Front. Pediatr., 10 March 2022
Sec. General Pediatrics and Pediatric Emergency Care
Volume 10 - 2022 | https://doi.org/10.3389/fped.2022.812246

Lung Ultrasound to Detect Pneumothorax in Children Evaluated for Acute Chest Pain in the Emergency Department: An Observational Pilot Study

Barbara Scialanga1 Danilo Buonsenso2,3,4 Simona Scateni1 Piero Valentini2 Paolo Maria Salvatore Schingo5 Elena Boccuzzi1 Maria Alessia Mesturino1 Valentina Ferro1 Antonio Chiaretti2 Alberto Villani1 Maria Chiara Supino1* Anna Maria Musolino1
  • 1Department of Emergency, Acceptance and General Pediatrics, Institute for Research and Health Care (IRCCS), Bambino Gesù Children's Hospital, Rome, Italy
  • 2Department of Woman and Child Health and Public Health, Institute for Research and Health Care (IRCCS), Fondazione Policlinico Universitario A. Gemelli, Rome, Italy
  • 3Dipartimento di Scienze di Laboratorio e Infettivologiche, Fondazione Policlinico Universitario A. Gemelli, Institute for Research and Health Care (IRCCS), Rome, Italy
  • 4Global Health Research Institute, Istituto di Igiene, Università Cattolica del Sacro Cuore, Rome, Italy
  • 5Department of Diagnostic Imaging, Institute for Research and Health Care (IRCCS), Bambino Gesù Children's Hospital, Rome, Italy

Background: Spontaneous pneumothorax is a relatively uncommon and poorly studied condition in children. While several protocols have been developed to evaluate the use of lung ultrasound for dyspneic adult patients in the emergency department, no specific guidelines are present for pediatric emergency physicians.

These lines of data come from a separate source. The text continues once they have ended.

//! `mpg123 -R` engine adapter
//!
//! Drives an mpg123 process in remote-control mode. Commands are written to
//! its stdin by a writer task; status lines on its stdout are turned into
//! [`EngineEvent`]s by a reader task:
//!
//! | line     | meaning                      |
//! |----------|------------------------------|
//! | `@S ...` | stream started after `LOAD`  |
//! | `@P 0`   | playback stopped or finished |
//! | `@P 1`   | paused                       |
//! | `@P 2`   | unpaused                     |
//! | `@E msg` | error                        |
//!
//! mpg123 does not echo which file a status line belongs to, so the adapter
//! tracks the active run itself and attributes status lines to it.

use crate::error::{Error, Result};
use crate::playback::engine::{AudioEngine, EngineEvent, EngineEventSender, RunId};
use boombox_common::config::EngineConfig;
use std::path::{Path, PathBuf};
use std::process::Stdio;
use std::sync::{Arc, Mutex, MutexGuard};
use tokio::io::{AsyncBufReadExt, AsyncWriteExt, BufReader};
use tokio::process::Command;
use tokio::sync::mpsc;
use tracing::{debug, error, info, warn};

/// A parsed mpg123 status line
#[derive(Debug, Clone, PartialEq)]
enum Status {
    Started,
    Finished,
    Paused,
    Resumed,
    Error(String),
}

fn parse_status_line(line: &str) -> Option<Status> {
    let line = line.trim_end();
    if let Some(rest) = line.strip_prefix("@E") {
        return Some(Status::Error(rest.trim().to_string()));
    }
    if line.starts_with("@S") {
        return Some(Status::Started);
    }
    match line.strip_prefix("@P")?.trim() {
        // 3 is "end of track" on newer builds, followed by 0
        "0" | "3" => Some(Status::Finished),
        "1" => Some(Status::Paused),
        "2" => Some(Status::Resumed),
        _ => None,
    }
}

#[derive(Debug)]
struct ActiveRun {
    run: RunId,
    path: PathBuf,
    started: bool,
    ended: bool,
}

/// Attributes status lines to runs and guarantees one `TrackEnded` per run
#[derive(Debug, Default)]
struct RunTracker {
    active: Option<ActiveRun>,
}

impl RunTracker {
    /// Open a new run, ending the previous one if it is still open
    fn begin(&mut self, run: RunId, path: &Path) -> Option<EngineEvent> {
        let ended = self.finish();
        self.active = Some(ActiveRun {
            run,
            path: path.to_path_buf(),
            started: false,
            ended: false,
        });
        ended
    }

    /// End the active run (explicit stop or replacement)
    fn finish(&mut self) -> Option<EngineEvent> {
        let active = self.active.as_mut().filter(|a| !a.ended)?;
        active.ended = true;
        Some(EngineEvent::TrackEnded { run: active.run })
    }

    fn on_status(&mut self, status: Status) -> Option<EngineEvent> {
        match status {
            Status::Started => {
                let active = self.active.as_mut().filter(|a| !a.started && !a.ended)?;
                active.started = true;
                Some(EngineEvent::TrackStarted {
                    run: active.run,
                    path: active.path.clone(),
                })
            }
            // A stop left over from the previous stream arrives before the
            // new run's @S and must not end it
            Status::Finished => {
                let active = self.active.as_mut().filter(|a| a.started && !a.ended)?;
                active.ended = true;
                Some(EngineEvent::TrackEnded { run: active.run })
            }
            Status::Paused | Status::Resumed => None,
            Status::Error(detail) => {
                let run = match self.active.as_mut().filter(|a| !a.ended) {
                    Some(active) => {
                        active.ended = true;
                        Some(active.run)
                    }
                    None => None,
                };
                Some(EngineEvent::Error { run, detail })
            }
        }
    }
}

/// `LOAD` line for `path`, or `None` when the path would break the
/// line-based protocol
fn load_command(path: &Path) -> Option<String> {
    let path = path.display().to_string();
    if path.chars().any(char::is_control) {
        return None;
    }
    Some(format!("LOAD {}", path))
}

fn lock(tracker: &Mutex<RunTracker>) -> MutexGuard<'_, RunTracker> {
    // Tracker state stays consistent even if a holder panicked
    tracker.lock().unwrap_or_else(|poisoned| poisoned.into_inner())
}

/// Audio engine backed by an `mpg123 -R` child process
pub struct Mpg123Engine {
    commands: mpsc::UnboundedSender<String>,
    tracker: Arc<Mutex<RunTracker>>,
    events: EngineEventSender,
}

impl Mpg123Engine {
    /// Start the engine process and its I/O tasks
    ///
    /// Must be called from within a tokio runtime.
    pub fn spawn(config: &EngineConfig, events: EngineEventSender) -> Result<Self> {
        let mut child = Command::new(&config.program)
            .args(&config.args)
            .stdin(Stdio::piped())
            .stdout(Stdio::piped())
            .stderr(Stdio::null())
            .kill_on_drop(true)
            .spawn()
            .map_err(|e| Error::Engine(format!("Failed to start {}: {}", config.program, e)))?;

        let mut stdin = child
            .stdin
            .take()
            .ok_or_else(|| Error::Engine("engine stdin unavailable".to_string()))?;
        let stdout = child
            .stdout
            .take()
            .ok_or_else(|| Error::Engine("engine stdout unavailable".to_string()))?;

        info!("Started audio engine: {} {}", config.program, config.args.join(" "));

        let tracker = Arc::new(Mutex::new(RunTracker::default()));
        let (commands, mut command_rx) = mpsc::unbounded_channel::<String>();

        // Writer task: one command per line
        let writer_events = events.clone();
        tokio::spawn(async move {
            while let Some(line) = command_rx.recv().await {
                debug!("mpg123 <- {}", line);
                let written = async {
                    stdin.write_all(line.as_bytes()).await?;
                    stdin.write_all(b"\n").await?;
                    stdin.flush().await
                }
                .await;

                if let Err(e) = written {
                    error!("Failed to write to audio engine: {}", e);
                    let _ = writer_events.send(EngineEvent::Error {
                        run: None,
                        detail: format!("audio engine unreachable: {}", e),
                    });
                    break;
                }
            }
            debug!("Audio engine writer stopped");
        });

        // Reader task: status lines until the process goes away
        let reader_tracker = Arc::clone(&tracker);
        let reader_events = events.clone();
        tokio::spawn(async move {
            let mut lines = BufReader::new(stdout).lines();
            loop {
                match lines.next_line().await {
                    Ok(Some(line)) => {
                        let Some(status) = parse_status_line(&line) else {
                            continue;
                        };
                        debug!("mpg123 -> {}", line);
                        if let Some(event) = lock(&reader_tracker).on_status(status) {
                            let _ = reader_events.send(event);
                        }
                    }
                    Ok(None) => break,
                    Err(e) => {
                        warn!("Failed to read from audio engine: {}", e);
                        break;
                    }
                }
            }

            let detail = match child.wait().await {
                Ok(status) => format!("audio engine exited ({})", status),
                Err(e) => format!("audio engine lost: {}", e),
            };
            error!("{}", detail);
            let _ = reader_events.send(EngineEvent::Error { run: None, detail });
        });

        Ok(Self {
            commands,
            tracker,
            events,
        })
    }

    fn send(&self, line: String) {
        if self.commands.send(line).is_err() {
            warn!("Audio engine writer is gone, command dropped");
        }
    }
}

impl AudioEngine for Mpg123Engine {
    fn play(&mut self, run: RunId, path: &Path) {
        if let Some(ended) = lock(&self.tracker).begin(run, path) {
            let _ = self.events.send(ended);
        }
        match load_command(path) {
            Some(line) => self.send(line),
            None => {
                warn!("Refusing to load {:?}: control characters in path", path);
                // The previous stream would keep playing under a failed run
                self.send("STOP".to_string());
                let detail = format!("unplayable path {:?}", path);
                if let Some(failed) = lock(&self.tracker).on_status(Status::Error(detail)) {
                    let _ = self.events.send(failed);
                }
            }
        }
    }

    // PAUSE toggles in mpg123; the controller only pauses a playing run and
    // only resumes a paused one
    fn pause(&mut self) {
        self.send("PAUSE".to_string());
    }

    fn resume(&mut self) {
        self.send("PAUSE".to_string());
    }

    fn stop(&mut self) {
        if let Some(ended) = lock(&self.tracker).finish() {
            let _ = self.events.send(ended);
        }
        self.send("STOP".to_string());
    }
}
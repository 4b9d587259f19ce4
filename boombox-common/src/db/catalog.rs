//! Catalog queries
//!
//! Read lookups feed the playback commands (play-by-track/album/artist);
//! inserts are used by the release import. Inserts never overwrite an
//! existing document.

use crate::db::models::{Album, Artist, Track};
use crate::Result;
use sqlx::SqlitePool;
use tracing::debug;

/// Default page size for list queries
pub const DEFAULT_LIST_LIMIT: i64 = 50;

const TRACK_COLUMNS: &str =
    "id, title, filename, number, album_id, artist_id, length_seconds";

pub async fn get_track(pool: &SqlitePool, id: &str) -> Result<Option<Track>> {
    let sql = format!("SELECT {} FROM tracks WHERE id = ?", TRACK_COLUMNS);
    let track = sqlx::query_as::<_, Track>(&sql)
        .bind(id)
        .fetch_optional(pool)
        .await?;
    Ok(track)
}

pub async fn get_album(pool: &SqlitePool, id: &str) -> Result<Option<Album>> {
    let album = sqlx::query_as::<_, Album>(
        "SELECT id, artist_id, title, date, track_count FROM albums WHERE id = ?",
    )
    .bind(id)
    .fetch_optional(pool)
    .await?;
    Ok(album)
}

pub async fn get_artist(pool: &SqlitePool, id: &str) -> Result<Option<Artist>> {
    let artist = sqlx::query_as::<_, Artist>("SELECT id, name FROM artists WHERE id = ?")
        .bind(id)
        .fetch_optional(pool)
        .await?;
    Ok(artist)
}

/// Tracks sorted by album then track number
pub async fn list_tracks(pool: &SqlitePool, limit: i64) -> Result<Vec<Track>> {
    let sql = format!(
        "SELECT {} FROM tracks ORDER BY album_id ASC, number ASC LIMIT ?",
        TRACK_COLUMNS
    );
    let tracks = sqlx::query_as::<_, Track>(&sql)
        .bind(limit)
        .fetch_all(pool)
        .await?;
    Ok(tracks)
}

/// Albums sorted a-z by title
pub async fn list_albums(pool: &SqlitePool, limit: i64) -> Result<Vec<Album>> {
    let albums = sqlx::query_as::<_, Album>(
        "SELECT id, artist_id, title, date, track_count FROM albums ORDER BY title ASC LIMIT ?",
    )
    .bind(limit)
    .fetch_all(pool)
    .await?;
    Ok(albums)
}

/// Artists sorted a-z by name
pub async fn list_artists(pool: &SqlitePool, limit: i64) -> Result<Vec<Artist>> {
    let artists =
        sqlx::query_as::<_, Artist>("SELECT id, name FROM artists ORDER BY name ASC LIMIT ?")
            .bind(limit)
            .fetch_all(pool)
            .await?;
    Ok(artists)
}

/// All tracks of an album in play order
pub async fn tracks_by_album(pool: &SqlitePool, album_id: &str) -> Result<Vec<Track>> {
    let sql = format!(
        "SELECT {} FROM tracks WHERE album_id = ? ORDER BY number ASC",
        TRACK_COLUMNS
    );
    let tracks = sqlx::query_as::<_, Track>(&sql)
        .bind(album_id)
        .fetch_all(pool)
        .await?;
    debug!("Album {} has {} tracks", album_id, tracks.len());
    Ok(tracks)
}

/// All tracks of an artist, album by album, in play order
pub async fn tracks_by_artist(pool: &SqlitePool, artist_id: &str) -> Result<Vec<Track>> {
    let sql = format!(
        "SELECT {} FROM tracks WHERE artist_id = ? ORDER BY album_id ASC, number ASC",
        TRACK_COLUMNS
    );
    let tracks = sqlx::query_as::<_, Track>(&sql)
        .bind(artist_id)
        .fetch_all(pool)
        .await?;
    debug!("Artist {} has {} tracks", artist_id, tracks.len());
    Ok(tracks)
}

/// Insert an artist; returns false if the id already existed
pub async fn insert_artist(pool: &SqlitePool, artist: &Artist) -> Result<bool> {
    let result = sqlx::query("INSERT OR IGNORE INTO artists (id, name) VALUES (?, ?)")
        .bind(&artist.id)
        .bind(&artist.name)
        .execute(pool)
        .await?;
    Ok(result.rows_affected() == 1)
}

/// Insert an album; returns false if the id already existed
pub async fn insert_album(pool: &SqlitePool, album: &Album) -> Result<bool> {
    let result = sqlx::query(
        "INSERT OR IGNORE INTO albums (id, artist_id, title, date, track_count) VALUES (?, ?, ?, ?, ?)",
    )
    .bind(&album.id)
    .bind(&album.artist_id)
    .bind(&album.title)
    .bind(&album.date)
    .bind(album.track_count)
    .execute(pool)
    .await?;
    Ok(result.rows_affected() == 1)
}

/// Insert tracks in one transaction; returns how many were new
pub async fn insert_tracks(pool: &SqlitePool, tracks: &[Track]) -> Result<u64> {
    let mut tx = pool.begin().await?;
    let mut inserted = 0;

    for track in tracks {
        let result = sqlx::query(
            r#"
            INSERT OR IGNORE INTO tracks (
                id, title, filename, number, album_id, artist_id, length_seconds
            ) VALUES (?, ?, ?, ?, ?, ?, ?)
            "#,
        )
        .bind(&track.id)
        .bind(&track.title)
        .bind(&track.filename)
        .bind(track.number)
        .bind(&track.album_id)
        .bind(&track.artist_id)
        .bind(track.length_seconds)
        .execute(&mut *tx)
        .await?;
        inserted += result.rows_affected();
    }

    tx.commit().await?;
    Ok(inserted)
}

Objectives: We prospectively analyzed children with acute chest pain and clinical suspicion of pneumothorax evaluated at the pediatric emergency department.

Methods: We consecutively enrolled children aged 5–17 years presenting to the pediatric emergency department with clinically suspected pneumothorax based on sudden onset of acute chest pain. After clinical examination, all children underwent lung ultrasound followed by chest X-ray (reference standard). We enrolled 77 children, of which 13 (16.9%) received a final diagnosis of pneumothorax.

Results: The lung point had a sensitivity of 92.3% (95% CI 77.8–100) and a specificity of 100% (95% CI 94.4–100) for the detection of pneumothorax. The “barcode sign” had a sensitivity of 100% (95% CI 75.3–100) and a specificity of 100% (95% CI 94.4–100) for the detection of pneumothorax.

Conclusion: Lung ultrasound is highly accurate in detecting or excluding pneumothorax in children with acute chest pain evaluated in the pediatric emergency department. If pneumothorax is suspected, but the lung point is not visible, the barcode sign should always be sought as it could be a form of massive pneumothorax.

Introduction

Spontaneous pneumothorax (PNX) is a relatively uncommon and poorly studied condition in children. A recent review reports an incidence of 3.41 per 100,000 patients younger than 18 years, while the incidence of secondary non-traumatic PNX in the pediatric population is not even established (1).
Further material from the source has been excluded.